Over the course of 10 years, that represents total gross losses of $1,800, of which Napster keeps between 15 and 20%. Net loss: $1,500 dollars.
But wait, there’s more: The Rhapsody Music Subscription from Real Networks charges only $10 per month. That’s $120 per year. Over a decade, the loss downloaders present to the industry by not signing up for Rhapsody are: lost revenue of $1,200 (gross). In other words, the total net industry losses are ~$1,000 per decade. Hardly as apocalyptic as portrayed.
By approving the Napster/Rhapsody subscription models, the music industry has unwittingly created a viable legal defense, at least when it comes to damages portion of their litigation, for defendants in a RIAA P2P litigation. The claims of losses in the $100,000 or even $10,000 are silly — as long as this $1,000 net loss per decade option exists.
Of course, that doesn’t consider studies (such as the one from Harvard/UNC CHapel Hill) that shows P2P drives CD and concert ticket sales.

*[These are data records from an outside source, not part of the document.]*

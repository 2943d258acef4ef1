//! The scan session: one resolver, scanner, watcher and cache set per host.

use std::path::{Path, PathBuf};
use std::sync::atomic::{AtomicBool, Ordering};
use std::sync::{Arc, Mutex};

use tokio::sync::broadcast;
use tokio_util::sync::CancellationToken;
use tracing::{info, warn};

use tokentree_core::{EstimateTokenCounter, IgnoreMode, ScanConfig, ScanError, TokenCounter};
use tokentree_scan::{
    CacheStats, DirectoryScanner, IgnoreFilter, IgnoreRuleResolver, ResolvedRules, RuleOrigin,
    ScanCache, ScanProgress,
};
use tokentree_watch::{ChangeWatcher, WatchEvent};

use crate::outcome::{ScanOutcome, ScanStatus};

/// Orchestrates resolve, scan and watch for a host.
///
/// Only one scan and one watch subscription are live at a time: starting a
/// scan cancels the previous one, waits for it to return and stops the
/// watcher.
pub struct ScanSession {
    config: Arc<ScanConfig>,
    cache: Arc<ScanCache>,
    resolver: IgnoreRuleResolver,
    scanner: DirectoryScanner,
    watcher: ChangeWatcher,
    current: Mutex<CancellationToken>,
    running: tokio::sync::Mutex<()>,
    watch_after_scan: bool,
}

impl ScanSession {
    pub fn new(config: ScanConfig, counter: Arc<dyn TokenCounter>) -> Self {
        let config = Arc::new(config);
        let cache = Arc::new(ScanCache::new());
        Self {
            resolver: IgnoreRuleResolver::new(Arc::clone(&config), Arc::clone(&cache)),
            scanner: DirectoryScanner::new(
                Arc::clone(&config),
                Arc::clone(&cache),
                Arc::clone(&counter),
            ),
            watcher: ChangeWatcher::new(Arc::clone(&config), Arc::clone(&cache), counter),
            current: Mutex::new(CancellationToken::new()),
            running: tokio::sync::Mutex::new(()),
            watch_after_scan: true,
            config,
            cache,
        }
    }

    /// Default config and the length-based token estimate.
    pub fn with_defaults() -> Self {
        Self::new(ScanConfig::default(), Arc::new(EstimateTokenCounter))
    }

    /// Whether a completed scan starts watching its root. On by default.
    pub fn watch_after_scan(mut self, enabled: bool) -> Self {
        self.watch_after_scan = enabled;
        self
    }

    pub fn config(&self) -> &ScanConfig {
        &self.config
    }

    /// Resolve the rules for `root` without scanning.
    pub async fn resolve_rules(
        &self,
        root: &Path,
        mode: IgnoreMode,
        custom_patterns: &[String],
    ) -> Result<Arc<ResolvedRules>, ScanError> {
        self.resolver.resolve(root, mode, custom_patterns).await
    }

    /// The compiled filter for `root`.
    pub async fn resolve_filter(
        &self,
        root: &Path,
        mode: IgnoreMode,
        custom_patterns: &[String],
    ) -> Result<IgnoreFilter, ScanError> {
        Ok(self.resolve_rules(root, mode, custom_patterns).await?.filter.clone())
    }

    /// Rule files behind a previously resolved filter.
    pub fn rule_origin(
        &self,
        root: &Path,
        mode: IgnoreMode,
        custom_patterns: &[String],
    ) -> Option<RuleOrigin> {
        self.resolver.rule_origin(root, mode, custom_patterns)
    }

    /// Scan `root`, superseding any scan still in flight.
    ///
    /// The superseded scan is cancelled and has returned before this one
    /// touches the cache or the watcher. Rule resolution and the walk both
    /// run under the session timeout. Cancellation and the timeout are
    /// reported through [`ScanOutcome::status`], not as errors.
    pub async fn scan(
        &self,
        root: &Path,
        mode: IgnoreMode,
        custom_patterns: &[String],
    ) -> Result<ScanOutcome, ScanError> {
        let cancel = self.begin_scan();
        let _running = self.running.lock().await;
        self.watcher.stop().await;

        let timed_out = Arc::new(AtomicBool::new(false));
        let timer = {
            let cancel = cancel.clone();
            let timed_out = Arc::clone(&timed_out);
            let timeout = self.config.session_timeout();
            tokio::spawn(async move {
                tokio::time::sleep(timeout).await;
                timed_out.store(true, Ordering::SeqCst);
                cancel.cancel();
            })
        };

        let rules = match self
            .resolver
            .resolve_cancellable(root, mode, custom_patterns, &cancel)
            .await
        {
            Ok(rules) => rules,
            Err(err) => {
                timer.abort();
                return Err(err);
            }
        };

        let report = self
            .scanner
            .scan(&rules.root, &rules.filter, rules.mode, &cancel)
            .await;
        timer.abort();
        let report = report?;

        let status = match (report.cancelled, timed_out.load(Ordering::SeqCst)) {
            (false, _) => ScanStatus::Completed,
            (true, true) => ScanStatus::TimedOut,
            (true, false) => ScanStatus::Cancelled,
        };
        if status == ScanStatus::TimedOut {
            warn!(
                root = %rules.root.display(),
                timeout_secs = self.config.session_timeout_secs,
                "scan timed out"
            );
        }

        if status == ScanStatus::Completed && self.watch_after_scan && !cancel.is_cancelled() {
            if let Err(err) = self
                .watcher
                .start(&rules.root, rules.mode, rules.filter.clone())
                .await
            {
                warn!(root = %rules.root.display(), error = %err, "could not start watching");
            }
            if cancel.is_cancelled() {
                self.watcher.stop().await;
            }
        }

        info!(%status, records = report.records.len(), "scan request done");
        Ok(ScanOutcome {
            status,
            records: report.records,
            progress: report.progress,
            duration: report.duration,
            rules,
        })
    }

    /// Cancel the scan in flight, if any.
    pub fn cancel(&self) {
        if let Ok(current) = self.current.lock() {
            current.cancel();
        }
    }

    /// Token of the most recent scan.
    pub fn cancel_handle(&self) -> CancellationToken {
        match self.current.lock() {
            Ok(current) => current.clone(),
            Err(poisoned) => poisoned.into_inner().clone(),
        }
    }

    /// Subscribe to scan progress.
    pub fn subscribe_progress(&self) -> broadcast::Receiver<ScanProgress> {
        self.scanner.subscribe()
    }

    /// Subscribe to watch events.
    pub fn subscribe_changes(&self) -> broadcast::Receiver<WatchEvent> {
        self.watcher.subscribe()
    }

    /// Watch `root` with `filter`, replacing any active subscription.
    pub async fn start_watching(
        &self,
        root: &Path,
        mode: IgnoreMode,
        filter: IgnoreFilter,
    ) -> Result<(), ScanError> {
        self.watcher.start(root, mode, filter).await
    }

    pub async fn stop_watching(&self) {
        self.watcher.stop().await;
    }

    pub async fn is_watching(&self) -> bool {
        self.watcher.is_watching().await
    }

    /// Canonical root of the active watch subscription.
    pub async fn watched_root(&self) -> Option<PathBuf> {
        self.watcher.watched_root().await
    }

    /// Drop every cached rule set and file record.
    pub fn clear_caches(&self) {
        self.cache.clear();
        info!("caches cleared");
    }

    pub fn cache_stats(&self) -> CacheStats {
        self.cache.stats()
    }

    /// Cancel the previous scan and install a fresh token.
    fn begin_scan(&self) -> CancellationToken {
        let fresh = CancellationToken::new();
        let mut current = match self.current.lock() {
            Ok(current) => current,
            Err(poisoned) => poisoned.into_inner(),
        };
        current.cancel();
        *current = fresh.clone();
        fresh
    }
}

impl std::fmt::Debug for ScanSession {
    fn fmt(&self, f: &mut std::fmt::Formatter<'_>) -> std::fmt::Result {
        f.debug_struct("ScanSession")
            .field("config", &self.config)
            .field("cache", &self.cache.stats())
            .field("watch_after_scan", &self.watch_after_scan)
            .finish_non_exhaustive()
    }
}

I only buy music that I hear
and like. Since that hardly happens via the radio anymore, P2P is
my most common source of new music (that, and Apple adverts).

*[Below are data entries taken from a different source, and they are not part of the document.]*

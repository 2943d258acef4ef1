//! Compiled ignore filters and rule-file parsing.

use std::collections::BTreeSet;
use std::fmt;
use std::path::{Path, PathBuf};
use std::sync::Arc;

use ignore::gitignore::{Gitignore, GitignoreBuilder};
use tracing::warn;

use tokentree_core::PatternSets;

/// A compiled, immutable set of gitignore-style patterns.
///
/// Patterns are evaluated in insertion order and the last match wins, so a
/// later `!pattern` re-includes what an earlier pattern excluded. Cloning is
/// cheap.
#[derive(Clone)]
pub struct IgnoreFilter {
    inner: Arc<FilterInner>,
}

#[derive(Clone)]
struct FilterInner {
    root: PathBuf,
    patterns: Vec<String>,
    origins: BTreeSet<String>,
    matcher: Gitignore,
}

impl IgnoreFilter {
    /// Compile `patterns` for paths relative to `root`.
    pub fn new<I, S>(root: &Path, patterns: I) -> Self
    where
        I: IntoIterator<Item = S>,
        S: Into<String>,
    {
        Self::compile(
            root.to_path_buf(),
            patterns.into_iter().map(Into::into).collect(),
            BTreeSet::new(),
        )
    }

    /// A filter that matches nothing.
    pub fn empty(root: &Path) -> Self {
        Self::new(root, Vec::<String>::new())
    }

    /// The universal default exclusions.
    pub fn defaults(root: &Path, sets: &PatternSets) -> Self {
        Self::new(root, sets.default_patterns.iter().cloned())
    }

    /// Defaults, then global patterns, then the (already normalized) custom patterns.
    pub fn global(root: &Path, sets: &PatternSets, custom: &[String]) -> Self {
        let patterns = sets
            .default_patterns
            .iter()
            .chain(&sets.global_patterns)
            .chain(custom)
            .cloned();
        Self::new(root, patterns)
    }

    /// Derive a filter with one directory's rule-file patterns layered on top.
    ///
    /// `patterns` must already be rewritten relative to the root.
    pub fn layered(&self, dir_key: &str, patterns: &[String]) -> Self {
        let mut all = self.inner.patterns.clone();
        all.extend_from_slice(patterns);
        let mut origins = self.inner.origins.clone();
        origins.insert(dir_key.to_string());
        Self::compile(self.inner.root.clone(), all, origins)
    }

    pub(crate) fn with_origins(mut self, origins: impl IntoIterator<Item = String>) -> Self {
        Arc::make_mut(&mut self.inner).origins.extend(origins);
        self
    }

    fn compile(root: PathBuf, patterns: Vec<String>, origins: BTreeSet<String>) -> Self {
        let mut builder = GitignoreBuilder::new(&root);
        for pattern in &patterns {
            if let Err(err) = builder.add_line(None, pattern) {
                warn!(pattern = %pattern, error = %err, "skipping invalid ignore pattern");
            }
        }
        let matcher = builder.build().unwrap_or_else(|err| {
            warn!(error = %err, "failed to compile ignore patterns");
            Gitignore::empty()
        });

        Self {
            inner: Arc::new(FilterInner {
                root,
                patterns,
                origins,
                matcher,
            }),
        }
    }

    /// Whether a file at `relative_path` is excluded.
    pub fn matches(&self, relative_path: &str) -> bool {
        self.is_ignored(relative_path, false)
    }

    /// Whether `relative_path` (or any of its parent directories) is excluded.
    ///
    /// An excluded parent directory wins over a whitelist match on the path
    /// itself, matching a walk that never enters excluded directories.
    pub fn is_ignored(&self, relative_path: &str, is_dir: bool) -> bool {
        let path = Path::new(relative_path);
        if relative_path.is_empty() || path.has_root() {
            return false;
        }
        let matcher = &self.inner.matcher;
        let parent_excluded = path
            .ancestors()
            .skip(1)
            .filter(|dir| !dir.as_os_str().is_empty())
            .any(|dir| matcher.matched(dir, true).is_ignore());
        parent_excluded || matcher.matched(path, is_dir).is_ignore()
    }

    /// Patterns in evaluation order.
    pub fn patterns(&self) -> &[String] {
        &self.inner.patterns
    }

    /// Whether the rule file of `dir_key` has already been folded in.
    pub fn has_origin(&self, dir_key: &str) -> bool {
        self.inner.origins.contains(dir_key)
    }

    pub fn len(&self) -> usize {
        self.inner.patterns.len()
    }

    pub fn is_empty(&self) -> bool {
        self.inner.patterns.is_empty()
    }
}

impl fmt::Debug for IgnoreFilter {
    fn fmt(&self, f: &mut fmt::Formatter<'_>) -> fmt::Result {
        f.debug_struct("IgnoreFilter")
            .field("root", &self.inner.root)
            .field("patterns", &self.inner.patterns.len())
            .field("origins", &self.inner.origins)
            .finish()
    }
}

/// Pattern lines of a rule file: blank lines and `#` comments dropped.
pub fn parse_rule_file(content: &str) -> Vec<String> {
    content
        .lines()
        .map(|line| line.trim_end_matches('\r').trim())
        .filter(|line| !line.is_empty() && !line.starts_with('#'))
        .map(str::to_string)
        .collect()
}

/// Rewrite a rule-file pattern from directory `dir_key` to be root-relative.
///
/// Anchored patterns (leading `/` or an inner `/`) are anchored at the rule
/// file's directory. Bare names match anywhere below that directory. Patterns
/// from the root rule file are returned unchanged.
pub fn rewrite_pattern(dir_key: &str, pattern: &str) -> String {
    if dir_key == "." || dir_key.is_empty() {
        return pattern.to_string();
    }

    let (negation, body) = match pattern.strip_prefix('!') {
        Some(rest) => ("!", rest),
        None => ("", pattern),
    };

    let anchored = body.starts_with('/') || body.trim_end_matches('/').contains('/');
    let body = body.trim_start_matches('/');
    if anchored {
        format!("{negation}/{dir_key}/{body}")
    } else {
        format!("{negation}/{dir_key}/**/{body}")
    }
}

/// Rewrite every line of one rule file.
pub fn rewrite_rule_lines(dir_key: &str, lines: &[String]) -> Vec<String> {
    lines
        .iter()
        .map(|line| rewrite_pattern(dir_key, line))
        .collect()
}
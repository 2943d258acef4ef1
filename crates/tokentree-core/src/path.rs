//! Path canonicalization and root containment checks.

use std::path::{Component, Path};

use crate::error::PathValidationError;

/// Whether the host filesystem compares paths case-insensitively by default.
pub const CASE_INSENSITIVE_FS: bool = cfg!(any(windows, target_os = "macos"));

/// Canonical cache key for an absolute path.
///
/// Separators become `/`, trailing separators are dropped, and case is folded
/// on case-insensitive filesystems so that equal paths collide.
pub fn cache_key(path: &Path) -> String {
    let mut key = path.to_string_lossy().replace('\\', "/");
    while key.len() > 1 && key.ends_with('/') {
        key.pop();
    }
    if CASE_INSENSITIVE_FS {
        key = key.to_lowercase();
    }
    key
}

/// Path of `path` relative to `root`, `/`-separated.
///
/// Rejects paths outside the root and paths whose `..` components would
/// climb out of it. The root itself is rejected as empty.
pub fn relative_to_root(root: &Path, path: &Path) -> Result<String, PathValidationError> {
    let stripped = path
        .strip_prefix(root)
        .map_err(|_| PathValidationError::OutsideRoot {
            path: path.to_path_buf(),
        })?;
    normalize_relative(stripped)
}

fn normalize_relative(path: &Path) -> Result<String, PathValidationError> {
    let mut parts: Vec<String> = Vec::new();
    for component in path.components() {
        match component {
            Component::Normal(part) => parts.push(part.to_string_lossy().into_owned()),
            Component::CurDir => {}
            Component::ParentDir => {
                if parts.pop().is_none() {
                    return Err(PathValidationError::EscapesRoot {
                        path: path.to_path_buf(),
                    });
                }
            }
            Component::RootDir | Component::Prefix(_) => {
                return Err(PathValidationError::OutsideRoot {
                    path: path.to_path_buf(),
                });
            }
        }
    }
    if parts.is_empty() {
        return Err(PathValidationError::Empty);
    }
    Ok(parts.join("/"))
}

/// Display key for a directory relative to the root; the root itself is `"."`.
pub fn dir_key(relative_dir: &str) -> String {
    let trimmed = relative_dir.trim_matches('/');
    if trimmed.is_empty() || trimmed == "." {
        ".".to_string()
    } else {
        trimmed.to_string()
    }
}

Further, the industry’s disingenous claims that its the artists are getting ripped off by downloaders are rather misleading. (Putting aside the industry’s own long and storied history of ripping off their artists for another day).

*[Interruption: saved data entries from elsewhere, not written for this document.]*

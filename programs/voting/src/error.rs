use anchor_lang::prelude::*;

// Custom error types for the voting program
#[error_code]
pub enum VotingError {
    #[msg("Poll end must be a positive timestamp after the poll start")]
    InvalidPollWindow,

    #[msg("Description is too long (maximum 280 bytes)")]
    DescriptionTooLong,

    #[msg("Candidate name is too long (maximum 32 bytes)")]
    CandidateNameTooLong,

    #[msg("A poll with this id already exists")]
    DuplicatePoll,

    #[msg("This candidate is already registered for the poll")]
    DuplicateCandidate,

    #[msg("No poll exists with this id")]
    PollNotFound,

    #[msg("No candidate with this name is registered for the poll")]
    CandidateNotFound,

    #[msg("Poll has not started yet")]
    PollNotActive,

    #[msg("Poll has ended")]
    PollEnded,

    #[msg("Candidate vote count overflowed")]
    VoteCountOverflow,
}
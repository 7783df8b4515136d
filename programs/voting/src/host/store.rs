use std::collections::HashMap;

use anchor_lang::prelude::*;

/// Account data keyed by derived address.
///
/// `create` and `update` are the only writes. Neither may overwrite
/// something it was not asked to: creating at an occupied address and
/// updating an absent one both fail.
pub trait AccountStore {
    fn get(&self, address: &Pubkey) -> Option<&[u8]>;

    fn create(&mut self, address: Pubkey, data: Vec<u8>) -> Result<()>;

    fn update(&mut self, address: &Pubkey, data: Vec<u8>) -> Result<()>;

    fn contains(&self, address: &Pubkey) -> bool {
        self.get(address).is_some()
    }
}

#[derive(Debug, Default, Clone)]
pub struct MemoryStore {
    accounts: HashMap<Pubkey, Vec<u8>>,
}

impl MemoryStore {
    pub fn new() -> Self {
        Self::default()
    }

    pub fn len(&self) -> usize {
        self.accounts.len()
    }

    pub fn is_empty(&self) -> bool {
        self.accounts.is_empty()
    }
}

impl AccountStore for MemoryStore {
    fn get(&self, address: &Pubkey) -> Option<&[u8]> {
        self.accounts.get(address).map(Vec::as_slice)
    }

    fn create(&mut self, address: Pubkey, data: Vec<u8>) -> Result<()> {
        if self.accounts.contains_key(&address) {
            return Err(ProgramError::AccountAlreadyInitialized.into());
        }
        self.accounts.insert(address, data);
        Ok(())
    }

    fn update(&mut self, address: &Pubkey, data: Vec<u8>) -> Result<()> {
        match self.accounts.get_mut(address) {
            Some(slot) => {
                *slot = data;
                Ok(())
            }
            None => Err(ProgramError::UninitializedAccount.into()),
        }
    }
}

A recent NYT article reveals that most musicians make their bread and butter not by selling CDs, but by touring and performing:
"According to a new list of the 50 top-earning pop stars published in Rolling Stone, over the hill is the new golden pasture. Half the top 10 headliners are older than 50, and two are over 60. Only one act, Linkin Park, has members under 30.
The annual list, which entails some guesswork, reverses the common perception of pop music. Not only is it not the province of youth; it’s also not the province of CD sales, hit songs and smutty videos.
While sexy young stars take their turn strutting on the Billboard charts or MTV – or on the cover of Rolling Stone – the real pop pantheon, it seems, is an older group, no longer producing new hits, but re-enacting songs that are older than many of today’s pop idols."
This has serious financial repurcussions for the business model the industry is presently wed to. And the list of artists who are making the big bucks reveals industry mismanagement has led to mostly ignoring the key economic demographic driver of our century: The baby boomers.
Here’s a little secret the RIAA would rather not have you know: Musicians make most of their money performing and touring — not selling CDs or downloads. Rolling Stone has a detailed analysis of the top 50 acts . . . here’s a top 10 list to whet your appetite:
2004 Music Money Makers
1. Prince $56.5 MILLION
2. Madonna $54.9 MILLION
3. Metallica $43.1 MILLION
4. Elton John $42.9 MILLION
5. Jimmy Buffett $36.5 MILLION
6. Rod Stewart $34.6 MILLION
7. Shania Twain $33.2 MILLION
8. Phil Collins $33.2 MILLION
9. Linkin Park $33.1 MILLION
10. Simon and Garfunkel $31.3 MILLION
Note that 9 of the top 10 grossing performers aren’t the hot new thing — they are the better known rock classics — which the labels have mostly also been paying little attention to for so many years.
The industry can scapegoat P2P for all their woes, but a closer analysis of the math demonstrates the claim is illusory. (Mis)management is the primary sources of the industry problems.
UPDATE FEBRUARY 16, 2005 11:13am
Apparently, viewers didn’t think much about the Grammys; What does that say about this industry?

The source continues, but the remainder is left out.